Os soldados ucranianos na linha de frente também são palomnyky (peregrinos), resistindo ao ataque do inimigo não sem fé — como me disseram vários capelães militares — e criando os seus próprios “lugares santos” no meio do inferno. Não esqueçamos que o nosso Senhor crucificado e sepultado também desceu ao nosso inferno, deixando ali a Sua marca como “lugar santo”. Para os que escolhem manter o inferno vivo, essa memória continua a traumatizar; mas, para os que olham com fé para Cristo crucificado e vitorioso, ela inspira esperança e força — como quem carrega palmas.

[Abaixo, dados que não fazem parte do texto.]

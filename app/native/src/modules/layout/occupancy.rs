//! Occupancy grid.
//!
//! Derives, for a grid size plus the current frames and tiles, which entity
//! owns each cell. Frames are always written before tiles. A tile written over
//! an already claimed cell takes the cell and the cell is counted as contested;
//! nothing here decides whether that is allowed, the placement validator does.
//!
//! Cells of a rectangle that fall outside the grid are ignored.

use std::fmt;

use super::blueprint::{CellRect, Frame, GridSize, Tile};

/// The owner of a single grid cell.
#[derive(Clone, Copy, Debug, PartialEq, Eq)]
pub enum CellOwner<'a> {
    Empty,
    Frame(&'a str),
    Tile(&'a str),
}

impl CellOwner<'_> {
    /// Returns `true` if a frame or tile claims the cell.
    #[must_use]
    pub const fn is_claimed(&self) -> bool { !matches!(self, Self::Empty) }
}

impl fmt::Display for CellOwner<'_> {
    fn fmt(&self, f: &mut fmt::Formatter<'_>) -> fmt::Result {
        match self {
            Self::Empty => write!(f, "empty"),
            Self::Frame(id) => write!(f, "frame '{id}'"),
            Self::Tile(id) => write!(f, "tile '{id}'"),
        }
    }
}

/// Row-major matrix of cell owners.
#[derive(Clone, Debug, PartialEq, Eq)]
pub struct OccupancyGrid<'a> {
    size: GridSize,
    cells: Vec<CellOwner<'a>>,
    contested: usize,
}

impl<'a> OccupancyGrid<'a> {
    /// Builds the occupancy for all frames and tiles.
    #[must_use]
    pub fn build(size: GridSize, frames: &'a [Frame], tiles: &'a [Tile]) -> Self {
        Self::build_excluding(size, frames, tiles, None)
    }

    /// Builds the occupancy, leaving out every tile whose id equals `excluded`.
    ///
    /// Used by the validator so that a tile never collides with its own
    /// current footprint.
    #[must_use]
    pub fn build_excluding(
        size: GridSize,
        frames: &'a [Frame],
        tiles: &'a [Tile],
        excluded: Option<&str>,
    ) -> Self {
        let mut grid = Self {
            size,
            cells: vec![CellOwner::Empty; size.cell_count()],
            contested: 0,
        };

        for frame in frames {
            grid.fill(&frame.rect, CellOwner::Frame(&frame.id));
        }

        for tile in tiles.iter().filter(|t| Some(t.id.as_str()) != excluded) {
            grid.fill(&tile.rect, CellOwner::Tile(&tile.id));
        }

        grid
    }

    #[allow(clippy::cast_sign_loss)]
    const fn index(&self, row: i32, col: i32) -> Option<usize> {
        if self.size.contains_cell(row, col) {
            Some(((row - 1) * self.size.cols + (col - 1)) as usize)
        } else {
            None
        }
    }

    fn fill(&mut self, rect: &CellRect, owner: CellOwner<'a>) {
        for (row, col) in rect.cells_within(self.size) {
            let Some(idx) = self.index(row, col) else {
                continue;
            };
            if self.cells[idx].is_claimed() {
                self.contested += 1;
            }
            self.cells[idx] = owner;
        }
    }

    /// Grid dimensions.
    #[must_use]
    pub const fn size(&self) -> GridSize { self.size }

    /// Owner of a 1-based cell, or `None` outside the grid.
    #[must_use]
    pub fn get(&self, row: i32, col: i32) -> Option<CellOwner<'a>> {
        self.index(row, col).map(|idx| self.cells[idx])
    }

    /// Finds the first claimed cell inside `rect`, scanning row-major.
    #[must_use]
    pub fn first_claim_in(&self, rect: &CellRect) -> Option<(i32, i32, CellOwner<'a>)> {
        rect.cells_within(self.size).find_map(|(row, col)| {
            self.get(row, col).filter(CellOwner::is_claimed).map(|owner| (row, col, owner))
        })
    }

    /// Number of cell writes that landed on an already claimed cell.
    ///
    /// Zero means every cell has at most one owner.
    #[must_use]
    pub const fn contested_cells(&self) -> usize { self.contested }

    /// Number of cells with no owner.
    #[must_use]
    pub fn empty_cells(&self) -> usize { self.cells.iter().filter(|c| !c.is_claimed()).count() }

    /// Iterates over rows of owners, top to bottom.
    #[allow(clippy::cast_sign_loss)]
    pub fn rows(&self) -> impl Iterator<Item = &[CellOwner<'a>]> {
        self.cells.chunks(self.size.cols.max(1) as usize)
    }
}
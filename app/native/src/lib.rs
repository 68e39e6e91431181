//! Gridtile - a grid-based tile layout engine with keyboard and gamepad navigation.
//!
//! A blueprint partitions a viewport into a grid with fixed frames and movable
//! tiles. A [`LayoutSession`] owns the runtime arrangement and accepts
//! navigate, move, resize and maximize commands, each of which either commits
//! fully or is rejected without side effects. Arrangements can be saved per
//! blueprint and restored after re-validation.
//!
//! ```
//! use gridtile_lib::{CommandOutcome, Direction, LayoutSession, builtin_blueprints};
//!
//! let mut session = LayoutSession::new(builtin_blueprints()).unwrap();
//! assert_eq!(session.focused_id(), Some("sys"));
//!
//! assert_eq!(session.navigate(Direction::Down), CommandOutcome::Committed);
//! assert_eq!(session.focused_id(), Some("notes"));
//! ```

pub mod cli;
pub mod config;
pub mod constants;
pub mod error;
pub mod modules;
pub mod schema;

pub use error::GridtileError;
pub use modules::controller::{Feedback, LayoutController};
pub use modules::input::{Command, GamepadSample, InputTranslator, KeyInput};
pub use modules::layout::{
    Blueprint, CellRect, CommandOutcome, CycleDirection, Direction, LayoutSession,
    LayoutSnapshot, builtin_blueprints,
};
pub use modules::persistence::{FileStore, LoadOutcome, MemoryStore, PersistenceAdapter};

/// Installs the global tracing subscriber.
///
/// The filter is read from `GRIDTILE_LOG` (e.g. `gridtile=debug`) and
/// defaults to `warn`. Logs go to stderr so stdout stays clean for command
/// output.
pub fn init_logging() {
    use tracing_subscriber::EnvFilter;

    let filter = EnvFilter::try_from_env(constants::LOG_ENV_VAR)
        .unwrap_or_else(|_| EnvFilter::new("warn"));

    // Ignore the error if a subscriber is already installed
    let _ = tracing_subscriber::fmt()
        .with_env_filter(filter)
        .with_writer(std::io::stderr)
        .with_target(false)
        .try_init();
}
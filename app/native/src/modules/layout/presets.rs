//! Built-in blueprints.
//!
//! Used whenever the configuration file does not define its own blueprints.

use super::blueprint::{Blueprint, CellRect, Frame, Gates, GridSize, SpanLimit, Tile};

/// Identifier of the default blueprint.
pub const DASHBOARD_ID: &str = "dashboard-3x3";

/// Returns the built-in blueprint catalog, in cycling order.
#[must_use]
pub fn builtin_blueprints() -> Vec<Blueprint> { vec![dashboard(), wide(), kanban()] }

/// Gates that allow any span up to the full grid without overlap.
const fn full_grid_gates(grid: GridSize) -> Gates {
    Gates {
        min_span: SpanLimit::new(1, 1),
        max_span: Some(SpanLimit::new(grid.rows, grid.cols)),
        allow_overlap: false,
        restrict_to_grid: true,
    }
}

fn dashboard() -> Blueprint {
    let grid = GridSize::new(3, 3);
    Blueprint {
        id: DASHBOARD_ID.to_string(),
        name: "Dashboard 3x3".to_string(),
        grid,
        frames: vec![Frame::new("frame-hero", CellRect::new(1, 1, 1, 1))],
        tiles: vec![
            Tile::new("sys", "System", CellRect::new(1, 2, 1, 2), "#4aa8ff"),
            Tile::new("feed", "Feed", CellRect::new(2, 1, 2, 2), "#8a5cff"),
            Tile::new("notes", "Notes", CellRect::new(2, 3, 1, 1), "#35c56f"),
            Tile::new("tasks", "Tasks", CellRect::new(3, 3, 1, 1), "#f2a65a"),
        ],
        gates: full_grid_gates(grid),
    }
}

fn wide() -> Blueprint {
    let grid = GridSize::new(2, 4);
    Blueprint {
        id: "wide-2x4".to_string(),
        name: "Wide 2x4".to_string(),
        grid,
        frames: vec![
            Frame::new("frame-banner", CellRect::new(1, 1, 1, 1)),
            Frame::new("frame-side", CellRect::new(2, 4, 1, 1)),
        ],
        tiles: vec![
            Tile::new("main", "Main", CellRect::new(1, 2, 2, 2), "#4aa8ff"),
            Tile::new("aux", "Aux", CellRect::new(1, 4, 1, 1), "#f2a65a"),
            Tile::new("log", "Log", CellRect::new(2, 1, 1, 1), "#35c56f"),
        ],
        gates: full_grid_gates(grid),
    }
}

fn kanban() -> Blueprint {
    let grid = GridSize::new(3, 4);
    Blueprint {
        id: "kanban-3x4".to_string(),
        name: "Kanban 3x4".to_string(),
        grid,
        frames: Vec::new(),
        tiles: vec![
            Tile::new("todo", "To Do", CellRect::new(1, 1, 3, 1), "#8a5cff"),
            Tile::new("doing", "Doing", CellRect::new(1, 2, 3, 2), "#4aa8ff"),
            Tile::new("done", "Done", CellRect::new(1, 4, 3, 1), "#35c56f"),
        ],
        gates: full_grid_gates(grid),
    }
}

#[cfg(test)]
mod tests {
    use super::*;

    #[test]
    fn test_catalog_order() {
        let ids: Vec<_> = builtin_blueprints().into_iter().map(|b| b.id).collect();
        assert_eq!(ids, vec!["dashboard-3x3", "wide-2x4", "kanban-3x4"]);
    }

    #[test]
    fn test_dashboard_has_hero_frame() {
        let dashboard = dashboard();
        assert_eq!(dashboard.frames[0].id, "frame-hero");
        assert_eq!(dashboard.frames[0].rect, CellRect::new(1, 1, 1, 1));
        assert_eq!(dashboard.tile("tasks").map(|t| t.rect), Some(CellRect::new(3, 3, 1, 1)));
    }
}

A maioria de nós, contudo, encontra-se de vez em quando noutros tipos de trincheiras. E talvez não carreguemos os “ramos de palmeira” que os peregrinos de Jerusalém levavam, mas esta manhã pensei que eu tenho as palmas das minhas mãos. Posso olhar para elas e vê-las como sinal da minha esperança e da minha Vitória, por e em Nosso Senhor crucificado e ressuscitado. IC XC NIKA. É Ele quem “vence”. Hoje, sexta-feira, Dia da Cruz, levarei essa mensagem comigo, no “lugar santo” do meu coração.

Às vezes, como disse Leonard Cohen, “it’s a cold and it’s a broken Halleluia” — “é um frio e solitário aleluia” — mas, ainda assim, uma luz na escuridão.

Graças Te dou, Senhor, por esta manhã de sexta-feira.